Activity:
Gather the lines below that include the string "Fetches", copying each in full.

*** Opening Supplied data ***

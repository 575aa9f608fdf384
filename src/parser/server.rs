//! Server release feed parser
//!
//! The server feed lists the current stable release and the previous stable
//! releases in two sections:
//!
//! ```text
//! ========== Current Stable
//! ---
//! Version: 5.0
//! Github: https://github.com/hazelcast/hazelcast/releases/tag/v5.0
//! ---
//! ========== Previous Stable
//! ---
//! Version: 4.2.2
//! Github: https://github.com/hazelcast/hazelcast/releases/tag/v4.2.2
//! ---
//! Version: 4.2.1
//! Github: https://github.com/hazelcast/hazelcast/releases/tag/v4.2.1
//! ---
//! ========== Development: SHOW
//! ```

use std::sync::LazyLock;

use regex::Regex;

use crate::config::SERVER_RELEASES_URL;
use crate::parser::block::split_blocks;
use crate::parser::traits::{ReleaseParser, get_all_releases};
use crate::release::error::ReleaseError;
use crate::release::filter::ReleaseFilter;
use crate::release::types::Release;
use crate::source::Source;

static CURRENT_STABLE_PATTERN: LazyLock<Regex> = LazyLock::new(|| {
    Regex::new(r"(?s)========== Current Stable\n---\n(.*?)\n---")
        .expect("current stable pattern is valid")
});

static PREVIOUS_STABLE_PATTERN: LazyLock<Regex> = LazyLock::new(|| {
    Regex::new(r"(?s)========== Previous Stable\n---\n(.*?)\n---\n========== Development: SHOW")
        .expect("previous stable pattern is valid")
});

/// Parser for the server release feed
pub struct ServerReleaseParser {
    url: String,
}

impl ServerReleaseParser {
    /// Creates a parser reading the feed at a custom URL
    pub fn new(url: &str) -> Self {
        Self {
            url: url.to_string(),
        }
    }

    /// Fetches the feed and returns the releases passing every filter,
    /// current stable first
    pub async fn get_all_releases(
        &self,
        source: &dyn Source,
        filters: &[ReleaseFilter],
    ) -> Result<Vec<Release>, ReleaseError> {
        get_all_releases(self, source, filters).await
    }

    fn malformed(&self, section: &str) -> ReleaseError {
        ReleaseError::MalformedSourceDocument {
            url: self.url.clone(),
            section: section.to_string(),
        }
    }
}

impl Default for ServerReleaseParser {
    fn default() -> Self {
        Self::new(SERVER_RELEASES_URL)
    }
}

impl ReleaseParser for ServerReleaseParser {
    fn source_url(&self) -> &str {
        &self.url
    }

    fn extract_blocks<'a>(&self, raw: &'a str) -> Result<Vec<&'a str>, ReleaseError> {
        let current = CURRENT_STABLE_PATTERN
            .captures(raw)
            .and_then(|caps| caps.get(1))
            .ok_or_else(|| self.malformed("the current stable section"))?;

        let previous = PREVIOUS_STABLE_PATTERN
            .captures(raw)
            .and_then(|caps| caps.get(1))
            .ok_or_else(|| self.malformed("the previous stable section"))?;

        let mut blocks = vec![current.as_str()];
        blocks.extend(split_blocks(previous.as_str()));
        Ok(blocks)
    }

    fn construct(&self, version: &str, tag: &str) -> Result<Release, ReleaseError> {
        Release::new(version, tag)
    }
}

#[cfg(test)]
mod tests {
    use super::*;
    use crate::parser::traits::parse_releases;

    const FEED: &str = "\
========== Current Stable
---
Version: 5.0
Date: 2021-09-07
Github: https://github.com/hazelcast/hazelcast/releases/tag/v5.0
---
========== Previous Stable
---
Version: 4.2.2
Github: https://github.com/hazelcast/hazelcast/releases/tag/v4.2.2
---
Version: 4.2.1
Github: https://github.com/hazelcast/hazelcast/releases/tag/v4.2.1
---
Version: 4.1-BETA-1
Github: https://github.com/hazelcast/hazelcast/releases/tag/v4.1-BETA-1
---
Version: 3.12.12.1
---
Version: 3.12.12
Github: https://github.com/hazelcast/hazelcast/releases/tag/v3.12.12
---
========== Development: SHOW
---
Version: 5.1-SNAPSHOT
Github: https://github.com/hazelcast/hazelcast/tree/master
---
";

    fn versions(releases: &[Release]) -> Vec<&str> {
        releases.iter().map(|r| r.version().as_str()).collect()
    }

    #[test]
    fn parse_returns_current_stable_then_previous_stable() {
        let parser = ServerReleaseParser::default();

        let releases = parse_releases(&parser, FEED, &[]).unwrap();

        assert_eq!(
            versions(&releases),
            vec!["5.0", "4.2.2", "4.2.1", "4.1-BETA-1", "3.12.12"]
        );
        assert!(releases.iter().all(|r| r.kind().is_none()));
    }

    #[test]
    fn parse_ignores_development_section() {
        let parser = ServerReleaseParser::default();

        let releases = parse_releases(&parser, FEED, &[]).unwrap();

        assert!(!versions(&releases).contains(&"5.1-SNAPSHOT"));
    }

    #[test]
    fn parse_applies_filters() {
        let parser = ServerReleaseParser::default();
        let filters = vec![ReleaseFilter::major_versions([4]), ReleaseFilter::Stable];

        let releases = parse_releases(&parser, FEED, &filters).unwrap();

        assert_eq!(versions(&releases), vec!["4.2.2", "4.2.1"]);
    }

    #[test]
    fn parse_fails_without_current_stable_section() {
        let parser = ServerReleaseParser::new("http://localhost/servers.txt");
        let raw = FEED.replace("Current Stable", "Latest");

        let result = parse_releases(&parser, &raw, &[]);

        match result {
            Err(ReleaseError::MalformedSourceDocument { url, section }) => {
                assert_eq!(url, "http://localhost/servers.txt");
                assert_eq!(section, "the current stable section");
            }
            other => panic!("expected MalformedSourceDocument, got {other:?}"),
        }
    }

    #[test]
    fn parse_fails_without_previous_stable_section() {
        let parser = ServerReleaseParser::default();
        let raw = FEED.replace("========== Previous Stable\n", "");

        let result = parse_releases(&parser, &raw, &[]);

        assert!(matches!(
            result,
            Err(ReleaseError::MalformedSourceDocument { section, .. })
                if section == "the previous stable section"
        ));
    }

    #[test]
    fn parse_fails_without_development_marker() {
        let parser = ServerReleaseParser::default();
        let raw = FEED.replace("========== Development: SHOW", "========== Development");

        let result = parse_releases(&parser, &raw, &[]);

        assert!(matches!(
            result,
            Err(ReleaseError::MalformedSourceDocument { .. })
        ));
    }

    #[test]
    fn parse_skips_current_stable_without_tag() {
        let parser = ServerReleaseParser::default();
        let raw = FEED.replace(
            "Github: https://github.com/hazelcast/hazelcast/releases/tag/v5.0\n",
            "",
        );

        let releases = parse_releases(&parser, &raw, &[]).unwrap();

        assert_eq!(versions(&releases)[0], "4.2.2");
    }

    #[test]
    fn parse_keeps_release_whose_tag_has_no_path() {
        let parser = ServerReleaseParser::default();
        let raw = FEED.replace(
            "https://github.com/hazelcast/hazelcast/releases/tag/v5.0",
            "https://github.com/",
        );

        let releases = parse_releases(&parser, &raw, &[]).unwrap();

        assert_eq!(releases[0].version().as_str(), "5.0");
        assert_eq!(releases[0].tag_name(), None);
        assert_eq!(releases.len(), 5);
    }
}
//! Sources of raw release feed text

pub mod http;

pub use http::HttpSource;

#[cfg(test)]
use mockall::automock;

use crate::release::error::SourceError;

/// Retrieves the text content of the resource identified by a URL
#[cfg_attr(test, automock)]
#[async_trait::async_trait]
pub trait Source: Send + Sync {
    async fn fetch_text(&self, url: &str) -> Result<String, SourceError>;
}
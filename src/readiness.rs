//! Readiness wait for the remote controller
//!
//! The controller is considered ready once its TCP port accepts connections.

use std::net::SocketAddr;
use std::time::Duration;

use thiserror::Error;
use tokio::net::TcpStream;
use tokio::time::{Instant, sleep};
use tracing::{debug, info};

#[derive(Debug, Error)]
#[error("{address} did not accept connections within {waited_secs} seconds")]
pub struct NotReadyError {
    pub address: SocketAddr,
    pub waited_secs: u64,
}

/// Probes `address` every `interval` until a connection succeeds or
/// `timeout` has elapsed.
pub async fn wait_until_ready(
    address: SocketAddr,
    interval: Duration,
    timeout: Duration,
) -> Result<(), NotReadyError> {
    let started = Instant::now();
    let mut attempts: u32 = 0;

    loop {
        attempts += 1;
        match TcpStream::connect(address).await {
            Ok(_) => {
                info!("{} is ready after {} attempts", address, attempts);
                return Ok(());
            }
            Err(e) => debug!("{} is not ready yet: {}", address, e),
        }

        if started.elapsed() + interval > timeout {
            return Err(NotReadyError {
                address,
                waited_secs: timeout.as_secs(),
            });
        }

        sleep(interval).await;
    }
}
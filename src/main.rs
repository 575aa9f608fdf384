use std::net::{Ipv4Addr, SocketAddr};
use std::path::PathBuf;
use std::time::Duration;

use clap::{Args, Parser, Subcommand};

use release_matrix::artifact::{
    MavenArtifact, ProcessRunner, download_via_maven, repository_for,
};
use release_matrix::config::{
    MatrixConfig, READINESS_POLL_INTERVAL_MS, READINESS_TIMEOUT_SECS, REMOTE_CONTROLLER_PORT,
};
use release_matrix::parser::{ClientReleaseParser, ServerReleaseParser};
use release_matrix::launcher::{LaunchOptions, prepare};
use release_matrix::readiness::wait_until_ready;
use release_matrix::release::matrix::build_matrix;
use release_matrix::release::{
    ClientKind, MatrixOptionKind, Release, ReleaseFilter, ServerKind, Version,
};
use release_matrix::source::HttpSource;

#[derive(Parser)]
#[command(name = "release-matrix")]
#[command(version, about = "Release matrices from the server and client release feeds")]
struct Cli {
    /// Config file (defaults to $XDG_CONFIG_HOME/release-matrix/config.json)
    #[arg(long, global = true)]
    config: Option<PathBuf>,

    /// Emit logs as JSON
    #[arg(long, global = true)]
    log_json: bool,

    #[command(subcommand)]
    command: Command,
}

#[derive(Subcommand)]
enum Command {
    /// Print the server release matrix
    Server(MatrixArgs),
    /// Print the release matrix of one client
    Client {
        /// cs, cpp, py, node or go
        #[arg(long)]
        kind: ClientKind,
        #[command(flatten)]
        matrix: MatrixArgs,
    },
    /// Download a jar with Maven unless it is already present
    Download {
        /// Repository URL (defaults to the release or snapshot repository for the version)
        #[arg(long)]
        repo: Option<String>,
        /// Resolve the default repository of the enterprise distribution
        #[arg(long)]
        enterprise: bool,
        #[arg(long)]
        artifact_id: String,
        #[arg(long)]
        version: String,
        #[arg(long, default_value = ".")]
        dest: PathBuf,
        /// Download the tests classifier jar
        #[arg(long)]
        tests: bool,
    },
    /// Download the server jars and start the remote controller in the background
    Start {
        #[arg(long)]
        version: String,
        /// Start the enterprise distribution
        #[arg(long)]
        enterprise: bool,
        /// Enterprise license key (defaults to $HAZELCAST_ENTERPRISE_KEY)
        #[arg(long)]
        license_key: Option<String>,
        /// Directory holding the jars and the log files
        #[arg(long, default_value = ".")]
        work_dir: PathBuf,
        /// Return only once the remote controller accepts connections
        #[arg(long)]
        wait: bool,
    },
    /// Wait until the remote controller accepts connections
    WaitReady {
        #[arg(long, default_value_t = REMOTE_CONTROLLER_PORT)]
        port: u16,
        #[arg(long, default_value_t = READINESS_TIMEOUT_SECS)]
        timeout_secs: u64,
    },
}

#[derive(Args)]
struct MatrixArgs {
    /// Keep only these major versions (repeatable)
    #[arg(long = "major")]
    majors: Vec<u64>,
    /// Drop pre-release and build-metadata versions
    #[arg(long)]
    stable: bool,
    /// Keep only the latest patch of each minor line
    #[arg(long)]
    latest_patch: bool,
    /// Field printed for each release: version or tag
    #[arg(long, default_value = "version")]
    option: MatrixOptionKind,
}

impl MatrixArgs {
    fn filters(&self) -> Vec<ReleaseFilter> {
        let mut filters = Vec::new();
        if !self.majors.is_empty() {
            filters.push(ReleaseFilter::major_versions(self.majors.iter().copied()));
        }
        if self.stable {
            filters.push(ReleaseFilter::Stable);
        }
        filters
    }

    fn print(&self, releases: &[Release]) -> anyhow::Result<()> {
        let entries = build_matrix(releases, self.latest_patch, self.option)?;
        println!("{}", serde_json::to_string(&entries)?);
        Ok(())
    }
}

fn main() -> anyhow::Result<()> {
    let cli = Cli::parse();
    let _guard = release_matrix::logging::init(cli.log_json)?;

    tokio::runtime::Builder::new_current_thread()
        .enable_all()
        .build()?
        .block_on(run(cli))
}

async fn run(cli: Cli) -> anyhow::Result<()> {
    let config = MatrixConfig::load(cli.config.as_deref())?;
    let source = HttpSource::new();

    match cli.command {
        Command::Server(matrix) => {
            let parser = ServerReleaseParser::new(&config.sources.server_url);
            let releases = parser.get_all_releases(&source, &matrix.filters()).await?;
            matrix.print(&releases)
        }
        Command::Client { kind, matrix } => {
            let parser = ClientReleaseParser::new(kind, &config.sources.client_url);
            let releases = parser.get_all_releases(&source, &matrix.filters()).await?;
            matrix.print(&releases)
        }
        Command::Download {
            repo,
            enterprise,
            artifact_id,
            version,
            dest,
            tests,
        } => {
            let repo = match repo {
                Some(repo) => repo,
                None => {
                    repository_for(&Version::parse(&version)?, server_kind(enterprise)).to_string()
                }
            };
            let artifact = MavenArtifact::new(&artifact_id, &version, tests);
            download_via_maven(&ProcessRunner, &repo, &artifact, &dest)?;
            Ok(())
        }
        Command::Start {
            version,
            enterprise,
            license_key,
            work_dir,
            wait,
        } => {
            let options = LaunchOptions {
                version: Version::parse(&version)?,
                kind: server_kind(enterprise),
                work_dir,
                license_key: license_key
                    .or_else(|| std::env::var("HAZELCAST_ENTERPRISE_KEY").ok())
                    .filter(|key| !key.is_empty()),
            };
            prepare(&ProcessRunner, &options)?.spawn()?;
            if wait {
                wait_for_remote_controller(REMOTE_CONTROLLER_PORT, READINESS_TIMEOUT_SECS).await?;
            }
            Ok(())
        }
        Command::WaitReady { port, timeout_secs } => {
            wait_for_remote_controller(port, timeout_secs).await
        }
    }
}

fn server_kind(enterprise: bool) -> ServerKind {
    if enterprise {
        ServerKind::Enterprise
    } else {
        ServerKind::OpenSource
    }
}

async fn wait_for_remote_controller(port: u16, timeout_secs: u64) -> anyhow::Result<()> {
    let address = SocketAddr::from((Ipv4Addr::LOCALHOST, port));
    wait_until_ready(
        address,
        Duration::from_millis(READINESS_POLL_INTERVAL_MS),
        Duration::from_secs(timeout_secs),
    )
    .await?;
    Ok(())
}
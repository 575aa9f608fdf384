//! Client release matrix tests against a mock feed

mod helper;

use helper::{CLIENT_FEED, serve_feed};
use release_matrix::parser::ClientReleaseParser;
use release_matrix::release::matrix::build_matrix;
use release_matrix::release::{ClientKind, MatrixOptionKind, ReleaseError, ReleaseFilter};
use release_matrix::source::HttpSource;

#[tokio::test]
async fn latest_patch_versions_of_node_client() {
    let (server, mock) = serve_feed("/imdg-clients.txt", CLIENT_FEED).await;
    let parser = ClientReleaseParser::new(
        ClientKind::Node,
        &format!("{}/imdg-clients.txt", server.url()),
    );
    let filters = vec![ReleaseFilter::major_versions([4])];

    let releases = parser
        .get_all_releases(&HttpSource::new(), &filters)
        .await
        .unwrap();

    mock.assert_async().await;
    assert!(releases.iter().all(|r| r.kind() == Some(ClientKind::Node)));
    assert_eq!(
        build_matrix(&releases, true, MatrixOptionKind::Version).unwrap(),
        vec!["4.2.0", "4.1.0", "4.0.2"]
    );
}

#[tokio::test]
async fn stable_filter_drops_preview_releases() {
    let (server, _mock) = serve_feed("/imdg-clients.txt", CLIENT_FEED).await;
    let parser =
        ClientReleaseParser::new(ClientKind::Go, &format!("{}/imdg-clients.txt", server.url()));

    let releases = parser
        .get_all_releases(&HttpSource::new(), &[ReleaseFilter::Stable])
        .await
        .unwrap();

    assert_eq!(
        build_matrix(&releases, false, MatrixOptionKind::Tag).unwrap(),
        vec!["v1.0.0"]
    );
}

#[tokio::test]
async fn missing_client_section_names_the_client() {
    let (server, _mock) = serve_feed("/imdg-clients.txt", CLIENT_FEED).await;
    let parser =
        ClientReleaseParser::new(ClientKind::Py, &format!("{}/imdg-clients.txt", server.url()));

    let result = parser.get_all_releases(&HttpSource::new(), &[]).await;

    match result {
        Err(ReleaseError::MalformedSourceDocument { section, .. }) => {
            assert!(section.contains("Python"), "unexpected section: {section}");
        }
        other => panic!("expected MalformedSourceDocument, got {other:?}"),
    }
}
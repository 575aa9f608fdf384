//! Release parser trait and the pipeline shared by every feed

use tracing::{debug, info};

use crate::parser::block::parse_version_and_tag;
use crate::release::error::ReleaseError;
use crate::release::filter::{ReleaseFilter, passes_all};
use crate::release::types::Release;
use crate::source::Source;

/// Feed-specific parts of release parsing.
///
/// Implementations locate the release blocks of their feed and decide which
/// kind of release a block becomes. Fetching, attribute extraction and
/// filtering are shared, see [`parse_releases`] and [`get_all_releases`].
pub trait ReleaseParser: Send + Sync {
    /// URL of the feed this parser reads
    fn source_url(&self) -> &str;

    /// Returns the raw release blocks in document order, or
    /// `MalformedSourceDocument` if a mandatory section is missing
    fn extract_blocks<'a>(&self, raw: &'a str) -> Result<Vec<&'a str>, ReleaseError>;

    /// Builds a release from a block's version and tag attributes
    fn construct(&self, version: &str, tag: &str) -> Result<Release, ReleaseError>;
}

/// Parses feed text into filtered releases, preserving block order.
///
/// Blocks missing the version or tag attribute are skipped. A version that
/// does not parse fails the whole document.
pub fn parse_releases<P: ReleaseParser + ?Sized>(
    parser: &P,
    raw: &str,
    filters: &[ReleaseFilter],
) -> Result<Vec<Release>, ReleaseError> {
    let raw = raw.replace("\r\n", "\n");
    let blocks = parser.extract_blocks(&raw)?;

    let mut releases = Vec::new();
    for block in blocks {
        let Some((version, tag)) = parse_version_and_tag(block) else {
            debug!("Skipping release block without version and tag: {:?}", block);
            continue;
        };

        let release = parser.construct(version, tag)?;
        if passes_all(filters, &release) {
            releases.push(release);
        }
    }

    Ok(releases)
}

/// Fetches the parser's feed and returns the releases passing every filter
pub async fn get_all_releases<P: ReleaseParser + ?Sized>(
    parser: &P,
    source: &dyn Source,
    filters: &[ReleaseFilter],
) -> Result<Vec<Release>, ReleaseError> {
    let url = parser.source_url();
    let raw = source.fetch_text(url).await?;

    let releases = parse_releases(parser, &raw, filters)?;
    info!("Parsed {} releases from {}", releases.len(), url);

    Ok(releases)
}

*** Closing Supplied data ***

Exercise answer:
    /// Fetches the feed and returns the releases passing every filter,
/// Fetches the parser's feed and returns the releases passing every filter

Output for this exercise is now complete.